- Origin: Melbourne
- Genres: House, techno, electronic
- Years active: 1990–present
- Labels: Candyline Records, Two Thumbs Records
- Members: Davide Carbone Josh Abrahams Steve Robbins

= Future Sound of Melbourne =

Australian electronic music group

Future Sound of Melbourne (also known as FSOM) is an Australian electronic group formed in Melbourne in 1990.
At the ARIA Music Awards of 1996, they won the award for Best Dance Release for their album, Chapter One.

==Career==
Future Sound of Melbourne were an Australian electronic music trio formed in 1990 by bass and drum producer, Davide Carbone, bass guitarist and vocalist, Josh Abrahams, and acid house DJ, Steve Robbins.

In October 1995, the group released Chapter One. At the ARIA Music Awards of 1996, the album won the ARIA Award for Best Dance Release.

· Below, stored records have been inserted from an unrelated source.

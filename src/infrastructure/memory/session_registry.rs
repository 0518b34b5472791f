use crate::domain::ports::embedding_port::EmbeddingProvider;
use crate::domain::ports::vector_store::VectorStore;
use crate::infrastructure::memory::vector_store::{InMemoryVectorStore, StoreOptions};
use std::collections::HashMap;
use std::sync::Arc;
use tokio::sync::Mutex;
use tracing::info;

/// Name of the shared partition used when no session id is given.
pub const GLOBAL_SESSION: &str = "global";

/// Owns one `InMemoryVectorStore` per session id plus the shared global store.
///
/// Stores are created lazily on first lookup. Lookups of the same id return
/// the same `Arc` until the session is cleared.
pub struct SessionStoreRegistry {
    default_embedder: Arc<dyn EmbeddingProvider>,
    options: StoreOptions,
    global: Mutex<Option<Arc<InMemoryVectorStore>>>,
    sessions: Mutex<HashMap<String, Arc<InMemoryVectorStore>>>,
}

impl SessionStoreRegistry {
    pub fn new(default_embedder: Arc<dyn EmbeddingProvider>) -> Self {
        Self::with_options(default_embedder, StoreOptions::default())
    }

    pub fn with_options(default_embedder: Arc<dyn EmbeddingProvider>, options: StoreOptions) -> Self {
        Self {
            default_embedder,
            options,
            global: Mutex::new(None),
            sessions: Mutex::new(HashMap::new()),
        }
    }

    fn is_global(session_id: Option<&str>) -> bool {
        match session_id {
            None => true,
            Some(id) => id.is_empty() || id == GLOBAL_SESSION,
        }
    }

    /// Store for `session_id`, created on first access.
    ///
    /// `embedder` only matters when the store is created; an existing store
    /// keeps the provider it was built with. `None` falls back to the
    /// registry's default provider.
    pub async fn get_store(
        &self,
        session_id: Option<&str>,
        embedder: Option<Arc<dyn EmbeddingProvider>>,
    ) -> Arc<InMemoryVectorStore> {
        let embedder = embedder.unwrap_or_else(|| Arc::clone(&self.default_embedder));

        if Self::is_global(session_id) {
            let mut global = self.global.lock().await;
            let store = global.get_or_insert_with(|| {
                info!(session = GLOBAL_SESSION, "creating global store");
                Arc::new(InMemoryVectorStore::with_options(GLOBAL_SESSION, embedder, self.options))
            });
            return Arc::clone(store);
        }

        let id = session_id.unwrap_or(GLOBAL_SESSION);
        let mut sessions = self.sessions.lock().await;
        let store = sessions.entry(id.to_string()).or_insert_with(|| {
            info!(session = %id, "creating session store");
            Arc::new(InMemoryVectorStore::with_options(id, embedder, self.options))
        });
        Arc::clone(store)
    }

    /// Registered non-global sessions plus one for the permanent global slot.
    pub async fn session_count(&self) -> usize {
        self.sessions.lock().await.len() + 1
    }

    /// Session ids currently registered, excluding the global one.
    pub async fn session_ids(&self) -> Vec<String> {
        let mut ids: Vec<String> = self.sessions.lock().await.keys().cloned().collect();
        ids.sort();
        ids
    }

    /// Empties a session. The global store is cleared in place and always
    /// reports `true`; any other session is cleared and dropped from the
    /// registry, so the next lookup builds a fresh store.
    pub async fn clear_session(&self, session_id: &str) -> bool {
        if Self::is_global(Some(session_id)) {
            if let Some(store) = self.global.lock().await.as_ref() {
                store.clear().await;
            }
            return true;
        }

        let removed = self.sessions.lock().await.remove(session_id);
        match removed {
            Some(store) => {
                store.clear().await;
                info!(session = %session_id, "session cleared");
                true
            }
            None => false,
        }
    }

    /// Clears and evicts every store, global included.
    pub async fn clear_all_sessions(&self) {
        let evicted: Vec<Arc<InMemoryVectorStore>> =
            self.sessions.lock().await.drain().map(|(_, store)| store).collect();
        for store in &evicted {
            store.clear().await;
        }

        if let Some(global) = self.global.lock().await.take() {
            global.clear().await;
        }
        info!(sessions = evicted.len(), "all sessions cleared");
    }
}
pub mod document;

Abrahams left the group in 1995 to start his solo career, later performing as Puretone. Carbone relocated to the United Kingdom in 1998 where he established a record label, BS1 Records. Carbone and Robbins performed as FSOM at the Roskilde Festival in Denmark in 1999.

== Discography ==
===Studio albums===

List of studio albums, with selected details
| Title | Album details |
|---|---|
| Chapter One | Released: October 1995; Label: Volition Records (Voltcd112); Formats: CD; |
| Prologue | Released: June 1999; Label: FSOM (FSOM004); Formats: CD; |

===Compilation albums===

List of compilation albums, with selected details
| Title | Album details |
|---|---|
| The 90's Anthology | Released: 30 June 2017; Label: FSOM (FSOM005); Formats: Digital download; |

===Extended plays===

List of Extended Plays, with selected details
| Title | EP details |
|---|---|
| Meglamania | Released: 1992; Label: FSOM (FSOM001); Formats: 12" LP; |
| Wear 'n' Tear | Released: 1992; Label: FSOM (FSOM002); Formats: 12" LP; |
| Beyond | Released: July 1993; Label: Candyline Records (CANDY006); Formats: 12" LP; |
| The Avatar EP | Released: 1994; Label: Candyline Records (CANDY011); Formats: 12" LP; |

===Singles===

List of singles, with selected chart positions and certifications
| Title | Year | Album |
|---|---|---|
| "Melodia" / "Alien 8" | 1992 | non album single |
| "Shivaratri" | 1993 | non album single |
| "Flashflood" | 1995 | Chapter One |

==Awards==
===ARIA Music Awards===
The ARIA Music Awards is an annual awards ceremony that recognises excellence, innovation, and achievement across all genres of Australian music. They commenced in 1987. Future Sound of Melbourne won one award.